Uruguay is selling its own weed

Miguel Rojo/AFP/Getty Images
  • Marijuana is now legal in the tiny South American country of Uruguay, the first to legalize the production and sale of weed. [Reuters]
  • Uruguay passed a law legalizing marijuana back in 2013, but the first sales of the drug started yesterday. Individual pharmacies can now sell marijuana, which is grown and regulated by the government. [WSJ / Taos Turner]
  • By controlling the drug’s sale, the Uruguayan government can control which strains of the drug will be grown and how much legal pot people can buy, and can clamp down on any commercial drug sellers. [Washington Post / Nick Miroff]
  • This has drawn some criticism from marijuana activists in the country, but many also see it as a way to curb the illegal drug trade in South America and cut into cartel profits. [Washington Post / Christopher Ingraham]
  • The government is also diverting some of the profits from pot sales into a fund for addiction treatment. [NYT / Ernesto Londono]
  • Residents of the country are the only ones who can purchase the drug, as government officials were reportedly wary of getting a reputation like Amsterdam and all of the pot tourists that come with it. Pot tourism in the Netherlands has led to an uptick in violence and crime in some cities. [NYT / Suzanne Daley]
  • Where Uruguay is leading, other South American countries may follow. Argentina, Chile, and Mexico have been acting on decriminalization and legal possession measures for the past few years. [Mic / Tom McKay]
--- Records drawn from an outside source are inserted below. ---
//! Configuration types for executors
//!
//! `ExecutionConfig` is the policy shared by every executor variant; each
//! backend additionally takes its own statically typed config struct. The
//! `*Settings` types mirror the YAML file layout and convert into the runtime
//! structs once loaded.

use crate::core_types::DelimiterPair;
use crate::errors::CodeExecutorError;
use serde::{Deserialize, Serialize};
use std::path::PathBuf;
use std::time::Duration;

pub const DEFAULT_MAX_RETRIES: u32 = 2;
pub const DEFAULT_RETRY_DELAY: Duration = Duration::from_secs(1);
pub const DEFAULT_TIMEOUT: Duration = Duration::from_secs(30);
pub const DEFAULT_CONTAINER_WORKING_DIR: &str = "/app";
pub const DEFAULT_IMAGE_TAG: &str = "codexec-sandbox:latest";

pub fn default_code_block_delimiters() -> Vec<DelimiterPair> {
    vec![
        DelimiterPair::new("```tool_code\n", "\n```"),
        DelimiterPair::new("```python\n", "\n```"),
    ]
}

pub fn default_execution_result_delimiters() -> DelimiterPair {
    DelimiterPair::new("```tool_output\n", "\n```")
}

/// Execution policy, fixed for the lifetime of an executor.
#[derive(Debug, Clone, PartialEq)]
pub struct ExecutionConfig {
    pub optimize_data_file: bool,
    pub long_running: bool,
    pub stateful: bool,
    pub max_retries: u32,
    pub retry_delay: Duration,
    pub timeout: Duration,
    pub code_block_delimiters: Vec<DelimiterPair>,
    pub execution_result_delimiters: DelimiterPair,
}

impl Default for ExecutionConfig {
    fn default() -> Self {
        Self {
            optimize_data_file: false,
            long_running: false,
            stateful: false,
            max_retries: DEFAULT_MAX_RETRIES,
            retry_delay: DEFAULT_RETRY_DELAY,
            timeout: DEFAULT_TIMEOUT,
            code_block_delimiters: default_code_block_delimiters(),
            execution_result_delimiters: default_execution_result_delimiters(),
        }
    }
}

impl ExecutionConfig {
    pub fn builder() -> ExecutionConfigBuilder {
        ExecutionConfigBuilder::new()
    }

    pub fn validate(&self) -> Result<(), CodeExecutorError> {
        for pair in &self.code_block_delimiters {
            validate_delimiter_pair(pair, "code block")?;
        }
        validate_delimiter_pair(&self.execution_result_delimiters, "execution result")?;
        if self.timeout.is_zero() {
            return Err(CodeExecutorError::Config(
                "Execution timeout must be greater than zero".to_string(),
            ));
        }
        Ok(())
    }
}

pub(crate) fn validate_delimiter_pair(
    pair: &DelimiterPair,
    kind: &str,
) -> Result<(), CodeExecutorError> {
    if pair.start.is_empty() || pair.end.is_empty() {
        return Err(CodeExecutorError::Config(format!(
            "Invalid {} delimiter pair ({:?}, {:?}): markers must not be empty",
            kind, pair.start, pair.end
        )));
    }
    Ok(())
}

/// Fluent builder for [`ExecutionConfig`].
#[derive(Debug, Clone, Default)]
pub struct ExecutionConfigBuilder {
    config: ExecutionConfig,
}

impl ExecutionConfigBuilder {
    pub fn new() -> Self {
        Self::default()
    }

    pub fn optimize_data_file(mut self, enabled: bool) -> Self {
        self.config.optimize_data_file = enabled;
        self
    }

    pub fn long_running(mut self, enabled: bool) -> Self {
        self.config.long_running = enabled;
        self
    }

    pub fn stateful(mut self, enabled: bool) -> Self {
        self.config.stateful = enabled;
        self
    }

    pub fn max_retries(mut self, retries: u32) -> Self {
        self.config.max_retries = retries;
        self
    }

    pub fn retry_delay(mut self, delay: Duration) -> Self {
        self.config.retry_delay = delay;
        self
    }

    pub fn timeout(mut self, timeout: Duration) -> Self {
        self.config.timeout = timeout;
        self
    }

    /// Replaces the default code block delimiters.
    pub fn code_block_delimiters(mut self, delimiters: Vec<DelimiterPair>) -> Self {
        self.config.code_block_delimiters = delimiters;
        self
    }

    pub fn add_code_block_delimiter(
        mut self,
        start: impl Into<String>,
        end: impl Into<String>,
    ) -> Self {
        self.config
            .code_block_delimiters
            .push(DelimiterPair::new(start, end));
        self
    }

    pub fn execution_result_delimiters(
        mut self,
        start: impl Into<String>,
        end: impl Into<String>,
    ) -> Self {
        self.config.execution_result_delimiters = DelimiterPair::new(start, end);
        self
    }

    pub fn build(self) -> Result<ExecutionConfig, CodeExecutorError> {
        self.config.validate()?;
        Ok(self.config)
    }
}

/// Settings for running code directly on the host.
#[derive(Debug, Clone, PartialEq, Eq, Serialize, Deserialize)]
pub struct LocalExecutorConfig {
    /// Must be set explicitly; the local executor refuses to start otherwise.
    #[serde(default)]
    pub allow_unsafe_execution: bool,
    #[serde(default)]
    pub working_dir: Option<PathBuf>,
    #[serde(default = "default_python")]
    pub python: String,
    #[serde(default = "default_node")]
    pub node: String,
    #[serde(default = "default_go")]
    pub go: String,
    #[serde(default = "default_shell")]
    pub shell: String,
}

fn default_python() -> String {
    "python3".to_string()
}

fn default_node() -> String {
    "node".to_string()
}

fn default_go() -> String {
    "go".to_string()
}

fn default_shell() -> String {
    "bash".to_string()
}

impl Default for LocalExecutorConfig {
    fn default() -> Self {
        Self {
            allow_unsafe_execution: false,
            working_dir: None,
            python: default_python(),
            node: default_node(),
            go: default_go(),
            shell: default_shell(),
        }
    }
}

impl LocalExecutorConfig {
    pub fn unsafe_enabled() -> Self {
        Self {
            allow_unsafe_execution: true,
            ..Default::default()
        }
    }

    pub fn with_working_dir(mut self, working_dir: impl Into<PathBuf>) -> Self {
        self.working_dir = Some(working_dir.into());
        self
    }
}

/// Settings for running code inside a container.
#[derive(Debug, Clone, PartialEq, Eq, Serialize, Deserialize)]
pub struct ContainerExecutorConfig {
    #[serde(default)]
    pub image: Option<String>,
    /// Directory holding a Dockerfile used to build the image when absent.
    #[serde(default)]
    pub docker_path: Option<PathBuf>,
    #[serde(default = "default_container_working_dir")]
    pub working_dir: String,
    #[serde(default = "default_network_mode")]
    pub network_mode: String,
}

fn default_container_working_dir() -> String {
    DEFAULT_CONTAINER_WORKING_DIR.to_string()
}

fn default_network_mode() -> String {
    "none".to_string()
}

impl Default for ContainerExecutorConfig {
    fn default() -> Self {
        Self {
            image: None,
            docker_path: None,
            working_dir: default_container_working_dir(),
            network_mode: default_network_mode(),
        }
    }
}

impl ContainerExecutorConfig {
    pub fn with_image(image: impl Into<String>) -> Self {
        Self {
            image: Some(image.into()),
            ..Default::default()
        }
    }

    pub fn with_docker_path(docker_path: impl Into<PathBuf>) -> Self {
        Self {
            docker_path: Some(docker_path.into()),
            ..Default::default()
        }
    }

    /// The image to run, falling back to the fixed tag when only a Dockerfile
    /// directory is configured.
    pub fn resolve_image(&self) -> Result<String, CodeExecutorError> {
        match (&self.image, &self.docker_path) {
            (Some(image), _) if !image.is_empty() => Ok(image.clone()),
            (_, Some(_)) => Ok(DEFAULT_IMAGE_TAG.to_string()),
            _ => Err(CodeExecutorError::Config(
                "Either an image or a Dockerfile directory (docker_path) must be set".to_string(),
            )),
        }
    }
}

/// Which executor a settings file selects.
#[derive(Debug, Clone, Copy, Default, PartialEq, Eq, Serialize, Deserialize)]
#[serde(rename_all = "lowercase")]
pub enum ExecutorBackend {
    #[serde(alias = "built-in", alias = "built_in")]
    Builtin,
    #[default]
    Local,
    #[serde(alias = "container")]
    Docker,
}

/// File representation of [`ExecutionConfig`].
#[derive(Debug, Clone, PartialEq, Eq, Serialize, Deserialize)]
pub struct ExecutionSettings {
    #[serde(default)]
    pub optimize_data_file: bool,
    #[serde(default)]
    pub long_running: bool,
    #[serde(default)]
    pub stateful: bool,
    #[serde(default = "default_max_retries")]
    pub max_retries: u32,
    #[serde(default = "default_retry_delay_ms")]
    pub retry_delay_ms: u64,
    #[serde(default = "default_timeout_secs")]
    pub timeout: u64,
    #[serde(default)]
    pub code_block_delimiters: Option<Vec<DelimiterPair>>,
    #[serde(default)]
    pub execution_result_delimiters: Option<DelimiterPair>,
}

fn default_max_retries() -> u32 {
    DEFAULT_MAX_RETRIES
}

fn default_retry_delay_ms() -> u64 {
    DEFAULT_RETRY_DELAY.as_millis() as u64
}

fn default_timeout_secs() -> u64 {
    DEFAULT_TIMEOUT.as_secs()
}

impl Default for ExecutionSettings {
    fn default() -> Self {
        Self {
            optimize_data_file: false,
            long_running: false,
            stateful: false,
            max_retries: default_max_retries(),
            retry_delay_ms: default_retry_delay_ms(),
            timeout: default_timeout_secs(),
            code_block_delimiters: None,
            execution_result_delimiters: None,
        }
    }
}

impl ExecutionSettings {
    pub fn to_execution_config(&self) -> Result<ExecutionConfig, CodeExecutorError> {
        let mut builder = ExecutionConfig::builder()
            .optimize_data_file(self.optimize_data_file)
            .long_running(self.long_running)
            .stateful(self.stateful)
            .max_retries(self.max_retries)
            .retry_delay(Duration::from_millis(self.retry_delay_ms))
            .timeout(Duration::from_secs(self.timeout));

        if let Some(delimiters) = &self.code_block_delimiters {
            builder = builder.code_block_delimiters(delimiters.clone());
        }
        if let Some(pair) = &self.execution_result_delimiters {
            builder = builder.execution_result_delimiters(pair.start.clone(), pair.end.clone());
        }
        builder.build()
    }
}

/// Top-level settings document.
#[derive(Debug, Clone, Default, PartialEq, Eq, Serialize, Deserialize)]
pub struct CodeExecutionSettings {
    #[serde(default)]
    pub backend: ExecutorBackend,
    #[serde(default)]
    pub execution: ExecutionSettings,
    #[serde(default)]
    pub local: LocalExecutorConfig,
    #[serde(default)]
    pub container: ContainerExecutorConfig,
}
Poland’s Supreme Court shake-up

Beata Zawrzel/NurPhoto via Getty Images
  • Over the past year, Poland’s government has been slowly eroding its democracy, dismantling freedoms of the press and cracking down on public protests. [BBC]
  • The latest development in the Eastern European nation is a dramatic one: Polish lawmakers aligned with the right-wing, populist Law and Justice Party are proposing dismantling the Supreme Court and forcing judges they don’t like to resign. [NYT / Rick Lyman]
  • Importantly, the bill they’ve proposed would also give President Andrzej Duda the power to select new judges, stacking the court with people friendly to his party. [Vox / Lindsay Maizland]
  • Members of the Law and Justice Party have justified the move by painting the Supreme Court as a holdover from old communist rule, but many Polish citizens and protesters say they are afraid the government is trying to consolidate power for itself. [Krakow Post]
  • The new bill is pushing Poland onto a crash court with the European Union, which is actively lobbying Duda not to sign the bill. EU leaders have warned that if the measure goes through, Poland is on track to fall out of its definition of a democracy. [Reuters / Pawel Sobczak and Lidia Kelly]
  • The EU could levy fines on Poland, or the country could lose its voting rights as an EU member, which would be big; that has never happened to a member state before. [Politico / Maia De La Baume]


  • A Daily Show writer turned Trump’s New York Times interview into poetry, and it’s just as great as you would think. [Eliza Cossio via Twitter]
  • "Despacito" may be the song of the summer, but government officials in Malaysia are not feeling it. They've banned the song because they think the lyrics are too vulgar. [Associated Press]
  • We all know that consuming sugar is bad for weight loss, but it turns out artificial sugar substitutes in diet sodas aren’t much better. [NPR / Katherine Hobson]
  • The Turkish government released a bunch of sensitive information about the whereabouts of American troops in Syria, and the Pentagon is really unhappy about it, calling the incident a security breach. [BuzzFeed / John Hudson and Nancy Youssef]
  • Flying is already zero fun. Climate change and rising temperatures could make that even worse, with hot air forcing grounding more planes and squeezing travel times. [Grist / Ari Phillips]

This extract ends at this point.